Restoring an old Woodley’s treadle wheel

My partner and I rescued an old Woodley’s – Leach design – treadle wheel from a desolated farm house and shed near Kenmare. The potter who sold it to me said, he loves hand-building and never really got into throwing.

The wheel had been in storage for about six years and was in parts when we picked it up. The wood is in perfect condition, even the paint is hardly worn off, except on the treadle and the structural timber where the potter’s feet rest. We needed a couple of G-clamps to reassembled the frame, it was easily done. Unfortunately the layered chipboard of the fly wheel has a few cracks, has slightly expanded and gets stuck under the lower part of the wooden frame while turning. We will try and glue it together, once it is properly dried out.

We contacted Woodley’s joinery in the UK and found out, that this wheel had been built in the mid/late sixties, the tray is made of zinc and the frame made with Sapele – an African hardwood.

I’ve been following Simon Leach’s YouTube channel for years, he uses this same type of wheel that his grandfather Bernhard Leach designed in the late 1940s. Ever since I learned throwing, I planned to buy a treadle wheel. This old Woodley’s wheel was a lucky find indeed!

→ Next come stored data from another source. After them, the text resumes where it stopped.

use std::any::Any;
use std::future::Future;
use std::sync::Arc;

use futures::future::{BoxFuture, Shared};
use futures::FutureExt;
use time::OffsetDateTime;
use tokio::sync::watch;
use tokio::task::JoinHandle;
use tokio::time::Instant;

use super::state::{QueryOptions, QueryState, QueryStatus};
use crate::error::{ApiError, ApiErrorKind};

pub(crate) type ErasedValue = Arc<dyn Any + Send + Sync>;
pub(crate) type FetchResult = Result<ErasedValue, ApiError>;
pub(crate) type ErasedFetcher = Arc<dyn Fn() -> BoxFuture<'static, FetchResult> + Send + Sync>;
pub(crate) type SharedFetch = Shared<BoxFuture<'static, FetchResult>>;

pub(crate) fn erase_fetcher<V, F, Fut>(fetcher: F) -> ErasedFetcher
where
    V: Send + Sync + 'static,
    F: Fn() -> Fut + Send + Sync + 'static,
    Fut: Future<Output = Result<V, ApiError>> + Send + 'static,
{
    Arc::new(move || {
        let fetch = fetcher();
        async move { fetch.await.map(erase_value) }.boxed()
    })
}

pub(crate) fn erase_value<V: Send + Sync + 'static>(value: V) -> ErasedValue {
    Arc::new(value)
}

pub(crate) struct InFlight {
    pub generation: u64,
    pub future: SharedFetch,
}

#[derive(Debug, Clone, Copy, PartialEq, Eq)]
pub(crate) enum Freshness {
    Missing,
    Fresh,
    Stale,
    Expired,
}

impl Freshness {
    /// Whether a caller has to wait for a fetch before anything can be shown.
    pub fn blocks(self) -> bool {
        matches!(self, Self::Missing | Self::Expired)
    }
}

pub(crate) struct Entry {
    pub status: QueryStatus,
    pub value: Option<ErasedValue>,
    pub error: Option<ApiError>,
    pub last_fetched_at: Option<Instant>,
    pub last_success_at: Option<Instant>,
    pub updated_at: Option<OffsetDateTime>,
    pub last_access: Instant,
    pub invalidated: bool,
    pub in_flight: Option<InFlight>,
    pub issued_generation: u64,
    pub fetcher: ErasedFetcher,
    /// Shown in place of a value while the entry has never fetched successfully
    /// and its last fetch failed.
    pub placeholder: Option<ErasedValue>,
    pub options: QueryOptions,
    pub consumers: usize,
    pub poller: Option<JoinHandle<()>>,
    pub version: watch::Sender<u64>,
}

impl Entry {
    pub fn new(fetcher: ErasedFetcher, options: QueryOptions, now: Instant) -> Self {
        let (version, _) = watch::channel(0);
        Self {
            status: QueryStatus::Idle,
            value: None,
            error: None,
            last_fetched_at: None,
            last_success_at: None,
            updated_at: None,
            last_access: now,
            invalidated: false,
            in_flight: None,
            issued_generation: 0,
            fetcher,
            placeholder: None,
            options,
            consumers: 0,
            poller: None,
            version,
        }
    }

    pub fn freshness(&self, now: Instant) -> Freshness {
        let (Some(_), Some(succeeded)) = (&self.value, self.last_success_at) else {
            return Freshness::Missing;
        };

        let age = now.saturating_duration_since(succeeded);
        if age >= self.options.expire_time {
            Freshness::Expired
        } else if self.invalidated || age >= self.options.stale_time {
            Freshness::Stale
        } else {
            Freshness::Fresh
        }
    }

    /// The value to show: the last fetched one, else the placeholder after a failure
    /// that is not a contract break.
    fn displayed(&self) -> Option<ErasedValue> {
        match (&self.value, &self.error) {
            (Some(value), _) => Some(Arc::clone(value)),
            (None, Some(error)) if error.kind() != ApiErrorKind::Validation => {
                self.placeholder.clone()
            }
            _ => None,
        }
    }

    pub fn notify(&self) {
        self.version.send_modify(|version| *version += 1);
    }

    pub fn snapshot<V: Send + Sync + 'static>(&self, now: Instant) -> QueryState<V> {
        let freshness = self.freshness(now);
        let (data, mismatch) = match self.displayed().map(|value| value.downcast::<V>()) {
            Some(Ok(data)) => (Some(data), false),
            Some(Err(_)) => (None, true),
            None => (None, false),
        };

        let error = if mismatch {
            Some(ApiError::internal(format!(
                "cached value is not a {}",
                std::any::type_name::<V>()
            )))
        } else {
            self.error.clone()
        };

        QueryState {
            status: self.status,
            data,
            error,
            is_fetching: self.in_flight.is_some(),
            is_stale: matches!(freshness, Freshness::Stale | Freshness::Expired),
            is_expired: freshness == Freshness::Expired,
            updated_at: self.updated_at,
        }
    }
}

If you’re living in the US, you can buy a Leach design treadle wheel directly from Simon Leach or you can buy the wheel plans as PDF from his website http://simonleachpottery.com/gallery.html and build one yourself or have it built by your local joiner.

If you’re living in the UK, you can buy the Leach design potter’s wheel from Woodley’s joinery, who are still building them today https://www.woodleysjoinery.co.uk/potters-wheel.html

But if you’re lucky like me, you might just find a second-hand one that is looking for a good home.

I’m looking forward to start practicing!